*ACTIVITY*:
Examine the records below. Report how many of their lines contain the word "using", with no other content.

*RECORDS FOR THE TASK*:
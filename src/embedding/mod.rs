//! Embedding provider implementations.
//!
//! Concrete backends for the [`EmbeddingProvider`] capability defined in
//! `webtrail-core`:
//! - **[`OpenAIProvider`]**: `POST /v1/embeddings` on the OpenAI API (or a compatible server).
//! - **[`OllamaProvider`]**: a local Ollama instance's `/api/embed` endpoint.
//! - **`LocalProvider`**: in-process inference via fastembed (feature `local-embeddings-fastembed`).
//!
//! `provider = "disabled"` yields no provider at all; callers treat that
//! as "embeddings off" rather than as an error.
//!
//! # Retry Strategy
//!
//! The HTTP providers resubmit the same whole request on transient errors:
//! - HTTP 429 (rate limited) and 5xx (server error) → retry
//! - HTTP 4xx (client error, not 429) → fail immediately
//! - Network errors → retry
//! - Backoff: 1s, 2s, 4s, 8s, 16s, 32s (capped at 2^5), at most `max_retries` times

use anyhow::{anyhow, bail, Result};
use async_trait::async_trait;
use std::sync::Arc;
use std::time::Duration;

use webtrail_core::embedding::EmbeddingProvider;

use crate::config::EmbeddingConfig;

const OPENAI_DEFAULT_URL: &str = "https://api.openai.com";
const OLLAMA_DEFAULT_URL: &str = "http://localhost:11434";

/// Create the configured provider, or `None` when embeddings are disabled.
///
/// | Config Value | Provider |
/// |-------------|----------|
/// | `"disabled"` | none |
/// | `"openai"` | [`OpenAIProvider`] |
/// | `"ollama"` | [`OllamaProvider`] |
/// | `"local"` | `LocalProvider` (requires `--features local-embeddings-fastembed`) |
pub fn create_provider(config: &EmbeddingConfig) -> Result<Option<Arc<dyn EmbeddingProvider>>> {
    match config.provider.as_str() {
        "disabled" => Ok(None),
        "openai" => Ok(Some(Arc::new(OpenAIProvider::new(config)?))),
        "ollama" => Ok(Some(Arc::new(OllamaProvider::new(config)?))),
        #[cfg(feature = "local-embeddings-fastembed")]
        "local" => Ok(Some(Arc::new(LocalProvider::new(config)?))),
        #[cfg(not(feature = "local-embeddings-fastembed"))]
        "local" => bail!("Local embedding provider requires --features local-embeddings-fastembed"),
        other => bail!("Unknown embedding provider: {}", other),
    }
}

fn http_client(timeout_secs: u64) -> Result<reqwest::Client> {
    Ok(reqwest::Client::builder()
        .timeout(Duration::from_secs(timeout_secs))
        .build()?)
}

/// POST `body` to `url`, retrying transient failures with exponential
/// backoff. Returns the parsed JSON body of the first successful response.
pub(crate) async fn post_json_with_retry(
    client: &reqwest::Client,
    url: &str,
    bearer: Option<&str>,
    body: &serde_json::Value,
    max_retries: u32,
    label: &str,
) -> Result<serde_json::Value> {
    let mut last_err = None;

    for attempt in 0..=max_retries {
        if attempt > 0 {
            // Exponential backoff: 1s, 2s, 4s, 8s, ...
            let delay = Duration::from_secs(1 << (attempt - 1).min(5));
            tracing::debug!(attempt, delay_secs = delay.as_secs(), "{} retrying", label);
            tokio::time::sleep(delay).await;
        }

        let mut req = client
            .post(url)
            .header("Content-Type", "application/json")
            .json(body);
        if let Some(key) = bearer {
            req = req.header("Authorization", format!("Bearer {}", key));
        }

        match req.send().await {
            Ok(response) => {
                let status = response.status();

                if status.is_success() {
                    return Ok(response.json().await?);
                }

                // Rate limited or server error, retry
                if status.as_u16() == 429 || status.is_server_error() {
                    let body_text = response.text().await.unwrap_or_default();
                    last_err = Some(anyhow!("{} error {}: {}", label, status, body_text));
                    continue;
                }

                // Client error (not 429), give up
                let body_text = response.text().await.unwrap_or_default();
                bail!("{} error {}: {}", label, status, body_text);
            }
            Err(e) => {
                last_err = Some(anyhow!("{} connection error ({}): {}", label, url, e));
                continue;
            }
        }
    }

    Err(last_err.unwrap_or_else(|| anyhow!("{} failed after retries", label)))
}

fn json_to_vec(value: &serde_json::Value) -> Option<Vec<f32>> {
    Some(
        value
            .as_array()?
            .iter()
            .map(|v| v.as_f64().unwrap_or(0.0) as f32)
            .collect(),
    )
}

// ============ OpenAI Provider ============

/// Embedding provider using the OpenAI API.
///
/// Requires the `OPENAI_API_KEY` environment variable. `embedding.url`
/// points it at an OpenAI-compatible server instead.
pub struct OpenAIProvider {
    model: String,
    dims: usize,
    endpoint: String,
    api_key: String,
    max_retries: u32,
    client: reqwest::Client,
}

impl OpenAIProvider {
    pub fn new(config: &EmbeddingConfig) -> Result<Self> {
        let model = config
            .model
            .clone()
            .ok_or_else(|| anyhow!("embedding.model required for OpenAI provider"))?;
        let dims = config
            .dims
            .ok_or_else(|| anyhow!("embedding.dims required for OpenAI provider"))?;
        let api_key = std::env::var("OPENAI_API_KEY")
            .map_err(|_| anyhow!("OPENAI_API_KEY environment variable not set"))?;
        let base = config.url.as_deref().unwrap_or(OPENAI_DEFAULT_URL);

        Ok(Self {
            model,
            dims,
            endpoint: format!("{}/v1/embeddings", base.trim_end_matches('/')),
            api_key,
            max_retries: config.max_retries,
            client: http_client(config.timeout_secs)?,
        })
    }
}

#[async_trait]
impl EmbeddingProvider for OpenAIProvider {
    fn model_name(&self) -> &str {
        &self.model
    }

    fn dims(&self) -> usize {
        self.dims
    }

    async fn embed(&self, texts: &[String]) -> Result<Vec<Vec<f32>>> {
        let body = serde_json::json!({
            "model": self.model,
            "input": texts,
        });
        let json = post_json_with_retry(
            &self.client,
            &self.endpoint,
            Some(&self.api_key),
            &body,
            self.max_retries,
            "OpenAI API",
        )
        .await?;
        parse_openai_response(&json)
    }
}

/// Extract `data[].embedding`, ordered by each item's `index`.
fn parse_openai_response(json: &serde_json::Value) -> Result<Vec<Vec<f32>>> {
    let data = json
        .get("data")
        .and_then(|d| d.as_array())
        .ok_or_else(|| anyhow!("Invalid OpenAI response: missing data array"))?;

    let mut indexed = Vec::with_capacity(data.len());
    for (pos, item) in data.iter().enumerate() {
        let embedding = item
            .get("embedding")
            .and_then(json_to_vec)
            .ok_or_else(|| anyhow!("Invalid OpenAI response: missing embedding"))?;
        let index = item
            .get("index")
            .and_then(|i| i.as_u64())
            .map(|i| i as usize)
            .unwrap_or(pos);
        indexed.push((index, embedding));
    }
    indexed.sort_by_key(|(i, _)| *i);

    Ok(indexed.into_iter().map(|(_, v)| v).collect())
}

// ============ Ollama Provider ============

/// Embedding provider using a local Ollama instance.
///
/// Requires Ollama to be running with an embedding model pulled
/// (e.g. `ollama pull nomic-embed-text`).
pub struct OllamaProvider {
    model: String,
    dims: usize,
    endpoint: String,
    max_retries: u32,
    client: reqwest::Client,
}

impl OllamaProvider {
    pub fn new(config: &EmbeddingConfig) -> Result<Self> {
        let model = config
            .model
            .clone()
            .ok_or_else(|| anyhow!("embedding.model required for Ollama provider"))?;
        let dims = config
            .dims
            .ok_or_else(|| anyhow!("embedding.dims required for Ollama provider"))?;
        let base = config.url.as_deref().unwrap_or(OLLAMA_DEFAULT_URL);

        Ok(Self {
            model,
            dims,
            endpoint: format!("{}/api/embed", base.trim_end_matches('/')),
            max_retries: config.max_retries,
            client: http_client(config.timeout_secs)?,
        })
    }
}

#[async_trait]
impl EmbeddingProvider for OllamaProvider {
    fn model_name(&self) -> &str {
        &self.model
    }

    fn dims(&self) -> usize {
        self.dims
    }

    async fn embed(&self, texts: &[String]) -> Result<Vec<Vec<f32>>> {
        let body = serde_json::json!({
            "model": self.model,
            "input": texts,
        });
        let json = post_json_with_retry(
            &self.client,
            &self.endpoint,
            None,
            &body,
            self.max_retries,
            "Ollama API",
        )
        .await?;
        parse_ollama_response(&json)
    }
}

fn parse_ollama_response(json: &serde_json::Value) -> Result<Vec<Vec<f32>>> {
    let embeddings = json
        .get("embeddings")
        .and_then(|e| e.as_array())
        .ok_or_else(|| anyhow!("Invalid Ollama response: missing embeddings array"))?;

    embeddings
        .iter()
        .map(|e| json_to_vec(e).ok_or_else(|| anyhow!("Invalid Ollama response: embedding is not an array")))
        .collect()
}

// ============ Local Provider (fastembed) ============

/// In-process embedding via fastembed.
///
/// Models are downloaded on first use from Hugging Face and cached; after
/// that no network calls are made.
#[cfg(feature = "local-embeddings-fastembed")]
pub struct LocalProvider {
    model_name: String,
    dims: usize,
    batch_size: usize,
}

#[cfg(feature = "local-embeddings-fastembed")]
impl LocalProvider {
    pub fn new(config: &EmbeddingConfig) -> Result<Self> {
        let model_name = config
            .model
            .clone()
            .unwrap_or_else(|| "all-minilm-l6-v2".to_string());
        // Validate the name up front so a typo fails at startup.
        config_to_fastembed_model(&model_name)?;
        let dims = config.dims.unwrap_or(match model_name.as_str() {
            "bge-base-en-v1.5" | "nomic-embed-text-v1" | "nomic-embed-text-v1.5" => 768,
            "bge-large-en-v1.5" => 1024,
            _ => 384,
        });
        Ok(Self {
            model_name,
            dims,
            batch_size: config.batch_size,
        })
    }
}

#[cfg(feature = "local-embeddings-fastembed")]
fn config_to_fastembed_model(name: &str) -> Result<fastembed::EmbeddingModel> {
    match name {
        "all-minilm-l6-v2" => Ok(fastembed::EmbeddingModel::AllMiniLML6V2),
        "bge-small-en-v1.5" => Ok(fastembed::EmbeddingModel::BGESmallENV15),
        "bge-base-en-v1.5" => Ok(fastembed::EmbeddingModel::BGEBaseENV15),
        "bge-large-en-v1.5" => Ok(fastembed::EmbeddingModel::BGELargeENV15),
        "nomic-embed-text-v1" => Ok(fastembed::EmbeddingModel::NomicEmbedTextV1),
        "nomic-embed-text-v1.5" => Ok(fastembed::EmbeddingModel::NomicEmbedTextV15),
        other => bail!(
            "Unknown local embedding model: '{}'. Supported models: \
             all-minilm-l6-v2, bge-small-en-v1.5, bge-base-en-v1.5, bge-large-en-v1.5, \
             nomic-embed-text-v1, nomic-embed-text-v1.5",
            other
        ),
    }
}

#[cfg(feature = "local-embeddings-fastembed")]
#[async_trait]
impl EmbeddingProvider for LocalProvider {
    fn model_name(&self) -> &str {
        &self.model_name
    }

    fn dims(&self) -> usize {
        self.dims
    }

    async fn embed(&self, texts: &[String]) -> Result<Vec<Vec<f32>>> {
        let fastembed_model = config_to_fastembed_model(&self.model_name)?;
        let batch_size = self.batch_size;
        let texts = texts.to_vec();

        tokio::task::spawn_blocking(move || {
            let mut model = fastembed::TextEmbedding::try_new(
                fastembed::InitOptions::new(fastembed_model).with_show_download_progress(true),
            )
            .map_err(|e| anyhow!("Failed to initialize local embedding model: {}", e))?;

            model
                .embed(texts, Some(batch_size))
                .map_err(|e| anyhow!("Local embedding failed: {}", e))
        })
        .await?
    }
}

==

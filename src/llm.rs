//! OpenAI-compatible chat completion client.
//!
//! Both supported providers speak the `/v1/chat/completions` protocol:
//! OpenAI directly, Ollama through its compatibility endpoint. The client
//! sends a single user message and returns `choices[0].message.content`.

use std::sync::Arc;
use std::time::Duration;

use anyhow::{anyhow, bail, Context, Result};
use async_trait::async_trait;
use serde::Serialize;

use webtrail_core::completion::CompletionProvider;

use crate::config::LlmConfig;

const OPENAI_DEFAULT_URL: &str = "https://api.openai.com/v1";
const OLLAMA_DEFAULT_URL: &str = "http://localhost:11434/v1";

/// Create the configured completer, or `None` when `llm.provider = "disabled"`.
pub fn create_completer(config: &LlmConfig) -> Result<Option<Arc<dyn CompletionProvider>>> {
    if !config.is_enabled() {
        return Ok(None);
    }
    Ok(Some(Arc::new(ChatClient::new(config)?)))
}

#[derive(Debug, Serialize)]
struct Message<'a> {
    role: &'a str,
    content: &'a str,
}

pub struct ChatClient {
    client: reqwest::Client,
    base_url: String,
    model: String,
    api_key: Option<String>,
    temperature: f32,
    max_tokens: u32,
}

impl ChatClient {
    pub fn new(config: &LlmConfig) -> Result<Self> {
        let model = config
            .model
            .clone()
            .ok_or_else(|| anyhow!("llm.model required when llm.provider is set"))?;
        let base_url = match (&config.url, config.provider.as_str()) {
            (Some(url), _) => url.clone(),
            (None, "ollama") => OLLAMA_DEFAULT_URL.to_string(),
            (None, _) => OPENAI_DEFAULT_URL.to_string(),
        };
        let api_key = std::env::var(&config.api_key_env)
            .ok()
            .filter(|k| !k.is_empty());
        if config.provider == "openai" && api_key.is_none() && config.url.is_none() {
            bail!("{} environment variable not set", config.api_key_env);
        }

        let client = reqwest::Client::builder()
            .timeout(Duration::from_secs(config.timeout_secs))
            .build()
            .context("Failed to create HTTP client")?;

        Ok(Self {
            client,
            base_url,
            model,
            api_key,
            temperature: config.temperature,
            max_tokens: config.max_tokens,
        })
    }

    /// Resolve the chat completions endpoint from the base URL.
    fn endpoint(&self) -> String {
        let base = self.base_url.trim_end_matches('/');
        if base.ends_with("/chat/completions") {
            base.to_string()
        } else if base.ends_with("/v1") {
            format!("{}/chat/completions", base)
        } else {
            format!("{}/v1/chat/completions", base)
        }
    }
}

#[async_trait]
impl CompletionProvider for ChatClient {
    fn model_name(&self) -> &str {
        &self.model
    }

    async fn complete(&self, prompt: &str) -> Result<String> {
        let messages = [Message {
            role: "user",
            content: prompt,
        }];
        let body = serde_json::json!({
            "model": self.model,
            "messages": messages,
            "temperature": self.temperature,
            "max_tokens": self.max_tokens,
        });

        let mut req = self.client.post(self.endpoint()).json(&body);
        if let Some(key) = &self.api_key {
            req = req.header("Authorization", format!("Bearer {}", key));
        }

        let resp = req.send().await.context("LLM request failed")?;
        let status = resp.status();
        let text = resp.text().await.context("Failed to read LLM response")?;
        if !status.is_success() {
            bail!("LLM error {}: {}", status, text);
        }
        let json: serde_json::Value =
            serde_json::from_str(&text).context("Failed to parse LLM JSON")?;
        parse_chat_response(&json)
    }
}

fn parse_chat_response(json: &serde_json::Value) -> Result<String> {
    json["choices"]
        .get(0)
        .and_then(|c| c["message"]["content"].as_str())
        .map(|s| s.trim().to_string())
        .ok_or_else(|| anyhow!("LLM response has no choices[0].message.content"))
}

*ANSWER AREA*:
2